[The data]

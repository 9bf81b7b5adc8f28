//! Per-tick movement and collision resolution.
//!
//! Everything here is plain math over a [`CollisionQuery`], so the same code
//! runs inside the Bevy systems and in headless tests.

use std::f32::consts::FRAC_PI_2;

use bevy::prelude::*;

use super::input::InputSnapshot;
use super::state::{PlayerConfig, PlayerState};
use crate::collision::{CollisionQuery, Contact};

/// Horizontal axis probes used around a candidate position
const LATERAL_AXES: [Dir3; 4] = [Dir3::X, Dir3::NEG_X, Dir3::Z, Dir3::NEG_Z];

/// Camera-local movement intent: x is strafe (+right), y is forward.
///
/// Keys contribute unit steps, the joystick adds its analog vector, and the sum
/// is normalized only when it exceeds unit length so partial stick deflection
/// still walks slowly.
pub fn wish_direction(input: &InputSnapshot) -> Vec2 {
    let keys = &input.keys;
    let mut wish = Vec2::ZERO;

    if keys.forward {
        wish.y += 1.0;
    }
    if keys.back {
        wish.y -= 1.0;
    }
    if keys.left {
        wish.x -= 1.0;
    }
    if keys.right {
        wish.x += 1.0;
    }

    wish += input.analog.clamp(Vec2::NEG_ONE, Vec2::ONE);

    if wish.length_squared() > 1.0 {
        wish.normalize_or_zero()
    } else {
        wish
    }
}

/// Forward and right vectors for a yaw, flattened to the horizontal plane
pub fn flat_basis(yaw: f32) -> (Vec3, Vec3) {
    let forward = Vec3::new(-yaw.sin(), 0.0, -yaw.cos());
    let right = forward.cross(Vec3::Y).normalize_or_zero();
    (forward, right)
}

/// Removes the component of `displacement` that points into the surface
pub fn slide(displacement: Vec3, normal: Vec3) -> Vec3 {
    displacement - normal * displacement.dot(normal)
}

/// Runs the movement rules of one player against a piece of world geometry.
pub struct PlayerController<'a, Q> {
    config: &'a PlayerConfig,
    world: &'a Q,
}

impl<'a, Q: CollisionQuery> PlayerController<'a, Q> {
    pub fn new(config: &'a PlayerConfig, world: &'a Q) -> Self {
        Self { config, world }
    }

    /// Advances `state` by one frame.
    ///
    /// Order matters: look, horizontal move, gravity, ground, ceiling, jump.
    /// A disabled input or a zero (or NaN) elapsed leaves the state untouched.
    pub fn tick(&self, state: &mut PlayerState, input: &InputSnapshot, elapsed: f32) {
        // clamp lets NaN through
        let dt = elapsed.clamp(0.0, self.config.max_elapsed);
        if input.disabled || dt.is_nan() || dt == 0.0 {
            return;
        }

        self.update_look(state, input.look_delta);
        self.move_horizontal(state, input, dt);
        self.apply_gravity(state, dt);
        self.resolve_ground(state);
        self.resolve_ceiling(state);

        if input.jump_requested && state.grounded {
            state.vertical_velocity = self.config.jump_impulse;
        }
    }

    fn update_look(&self, state: &mut PlayerState, look_delta: Vec2) {
        state.yaw -= look_delta.x * self.config.look_sensitivity;
        state.pitch = (state.pitch - look_delta.y * self.config.look_sensitivity)
            .clamp(-FRAC_PI_2, FRAC_PI_2);
    }

    fn move_horizontal(&self, state: &mut PlayerState, input: &InputSnapshot, dt: f32) {
        let wish = wish_direction(input);
        if wish == Vec2::ZERO {
            return;
        }

        let (forward, right) = flat_basis(state.yaw);
        let displacement = (forward * wish.y + right * wish.x) * self.config.move_speed * dt;

        if let Some(position) = self.resolve_move(state.position, displacement) {
            state.position = position;
        }
    }

    /// Final position of a horizontal move, or `None` to hold still this tick
    fn resolve_move(&self, origin: Vec3, displacement: Vec3) -> Option<Vec3> {
        let Some(contact) = self.lateral_contact(origin, displacement) else {
            return Some(origin + displacement);
        };

        let slid = slide(displacement, contact.normal);
        if slid.length_squared() < f32::EPSILON * f32::EPSILON {
            return None;
        }

        // One slide pass only; a second wall means a corner
        match self.lateral_contact(origin, slid) {
            Some(_) => None,
            None => Some(origin + slid),
        }
    }

    /// Contact that blocks moving from `origin` by `displacement`, if any
    fn lateral_contact(&self, origin: Vec3, displacement: Vec3) -> Option<Contact> {
        let length = displacement.length();
        let direction = Dir3::new(displacement).ok()?;
        let radius = self.config.radius;

        let sweep_range = radius + length;
        let sweep = self
            .world
            .probe(origin, direction, sweep_range)
            .filter(|c| c.distance < sweep_range);
        if sweep.is_some() {
            return sweep;
        }

        let candidate = origin + displacement;
        LATERAL_AXES
            .iter()
            .filter_map(|axis| self.world.probe(candidate, *axis, radius))
            .filter(|c| c.distance < radius)
            .min_by(|a, b| a.distance.total_cmp(&b.distance))
    }

    fn apply_gravity(&self, state: &mut PlayerState, dt: f32) {
        state.vertical_velocity += self.config.gravity * dt;
        state.position.y += state.vertical_velocity * dt;
    }

    fn resolve_ground(&self, state: &mut PlayerState) {
        let eye_height = self.config.eye_height;
        let ground = self
            .world
            .probe(state.position, Dir3::NEG_Y, eye_height + self.config.ground_margin)
            .filter(|c| c.distance < eye_height && state.vertical_velocity <= 0.0);

        match ground {
            Some(contact) => {
                let floor_y = state.position.y - contact.distance;
                state.position.y = floor_y + eye_height;
                state.vertical_velocity = 0.0;
                state.grounded = true;
            }
            None => state.grounded = false,
        }
    }

    fn resolve_ceiling(&self, state: &mut PlayerState) {
        if state.vertical_velocity <= 0.0 {
            return;
        }

        let ceiling = self
            .world
            .probe(state.position, Dir3::Y, self.config.ceiling_clearance);
        if ceiling.is_some() {
            state.vertical_velocity = 0.0;
        }
    }
}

[/The data]

**About this task**: Repeat, word for word, all of the data shown above.

**Task result**:
repository 9bf81b7b5adc8f28
//! Per-tick movement and collision resolution.
//!
//! Everything here is plain math over a [`CollisionQuery`], so the same code
//! runs inside the Bevy systems and in headless tests.

use std::f32::consts::FRAC_PI_2;

use bevy::prelude::*;

use super::input::InputSnapshot;
use super::state::{PlayerConfig, PlayerState};
use crate::collision::{CollisionQuery, Contact};

/// Horizontal axis probes used around a candidate position
const LATERAL_AXES: [Dir3; 4] = [Dir3::X, Dir3::NEG_X, Dir3::Z, Dir3::NEG_Z];

/// Camera-local movement intent: x is strafe (+right), y is forward.
///
/// Keys contribute unit steps, the joystick adds its analog vector, and the sum
/// is normalized only when it exceeds unit length so partial stick deflection
/// still walks slowly.
pub fn wish_direction(input: &InputSnapshot) -> Vec2 {
    let keys = &input.keys;
    let mut wish = Vec2::ZERO;

    if keys.forward {
        wish.y += 1.0;
    }
    if keys.back {
        wish.y -= 1.0;
    }
    if keys.left {
        wish.x -= 1.0;
    }
    if keys.right {
        wish.x += 1.0;
    }

    wish += input.analog.clamp(Vec2::NEG_ONE, Vec2::ONE);

    if wish.length_squared() > 1.0 {
        wish.normalize_or_zero()
    } else {
        wish
    }
}

/// Forward and right vectors for a yaw, flattened to the horizontal plane
pub fn flat_basis(yaw: f32) -> (Vec3, Vec3) {
    let forward = Vec3::new(-yaw.sin(), 0.0, -yaw.cos());
    let right = forward.cross(Vec3::Y).normalize_or_zero();
    (forward, right)
}

/// Removes the component of `displacement` that points into the surface
pub fn slide(displacement: Vec3, normal: Vec3) -> Vec3 {
    displacement - normal * displacement.dot(normal)
}

/// Runs the movement rules of one player against a piece of world geometry.
pub struct PlayerController<'a, Q> {
    config: &'a PlayerConfig,
    world: &'a Q,
}

impl<'a, Q: CollisionQuery> PlayerController<'a, Q> {
    pub fn new(config: &'a PlayerConfig, world: &'a Q) -> Self {
        Self { config, world }
    }

    /// Advances `state` by one frame.
    ///
    /// Order matters: look, horizontal move, gravity, ground, ceiling, jump.
    /// A disabled input or a zero (or NaN) elapsed leaves the state untouched.
    pub fn tick(&self, state: &mut PlayerState, input: &InputSnapshot, elapsed: f32) {
        // clamp lets NaN through
        let dt = elapsed.clamp(0.0, self.config.max_elapsed);
        if input.disabled || dt.is_nan() || dt == 0.0 {
            return;
        }

        self.update_look(state, input.look_delta);
        self.move_horizontal(state, input, dt);
        self.apply_gravity(state, dt);
        self.resolve_ground(state);
        self.resolve_ceiling(state);

        if input.jump_requested && state.grounded {
            state.vertical_velocity = self.config.jump_impulse;
        }
    }

    fn update_look(&self, state: &mut PlayerState, look_delta: Vec2) {
        state.yaw -= look_delta.x * self.config.look_sensitivity;
        state.pitch = (state.pitch - look_delta.y * self.config.look_sensitivity)
            .clamp(-FRAC_PI_2, FRAC_PI_2);
    }

    fn move_horizontal(&self, state: &mut PlayerState, input: &InputSnapshot, dt: f32) {
        let wish = wish_direction(input);
        if wish == Vec2::ZERO {
            return;
        }

        let (forward, right) = flat_basis(state.yaw);
        let displacement = (forward * wish.y + right * wish.x) * self.config.move_speed * dt;

        if let Some(position) = self.resolve_move(state.position, displacement) {
            state.position = position;
        }
    }

    /// Final position of a horizontal move, or `None` to hold still this tick
    fn resolve_move(&self, origin: Vec3, displacement: Vec3) -> Option<Vec3> {
        let Some(contact) = self.lateral_contact(origin, displacement) else {
            return Some(origin + displacement);
        };

        let slid = slide(displacement, contact.normal);
        if slid.length_squared() < f32::EPSILON * f32::EPSILON {
            return None;
        }

        // One slide pass only; a second wall means a corner
        match self.lateral_contact(origin, slid) {
            Some(_) => None,
            None => Some(origin + slid),
        }
    }

    /// Contact that blocks moving from `origin` by `displacement`, if any
    fn lateral_contact(&self, origin: Vec3, displacement: Vec3) -> Option<Contact> {
        let length = displacement.length();
        let direction = Dir3::new(displacement).ok()?;
        let radius = self.config.radius;

        let sweep_range = radius + length;
        let sweep = self
            .world
            .probe(origin, direction, sweep_range)
            .filter(|c| c.distance < sweep_range);
        if sweep.is_some() {
            return sweep;
        }

        let candidate = origin + displacement;
        LATERAL_AXES
            .iter()
            .filter_map(|axis| self.world.probe(candidate, *axis, radius))
            .filter(|c| c.distance < radius)
            .min_by(|a, b| a.distance.total_cmp(&b.distance))
    }

    fn apply_gravity(&self, state: &mut PlayerState, dt: f32) {
        state.vertical_velocity += self.config.gravity * dt;
        state.position.y += state.vertical_velocity * dt;
    }

    fn resolve_ground(&self, state: &mut PlayerState) {
        let eye_height = self.config.eye_height;
        let ground = self
            .world
            .probe(state.position, Dir3::NEG_Y, eye_height + self.config.ground_margin)
            .filter(|c| c.distance < eye_height && state.vertical_velocity <= 0.0);

        match ground {
            Some(contact) => {
                let floor_y = state.position.y - contact.distance;
                state.position.y = floor_y + eye_height;
                state.vertical_velocity = 0.0;
                state.grounded = true;
            }
            None => state.grounded = false,
        }
    }

    fn resolve_ceiling(&self, state: &mut PlayerState) {
        if state.vertical_velocity <= 0.0 {
            return;
        }

        let ceiling = self
            .world
            .probe(state.position, Dir3::Y, self.config.ceiling_clearance);
        if ceiling.is_some() {
            state.vertical_velocity = 0.0;
        }
    }
}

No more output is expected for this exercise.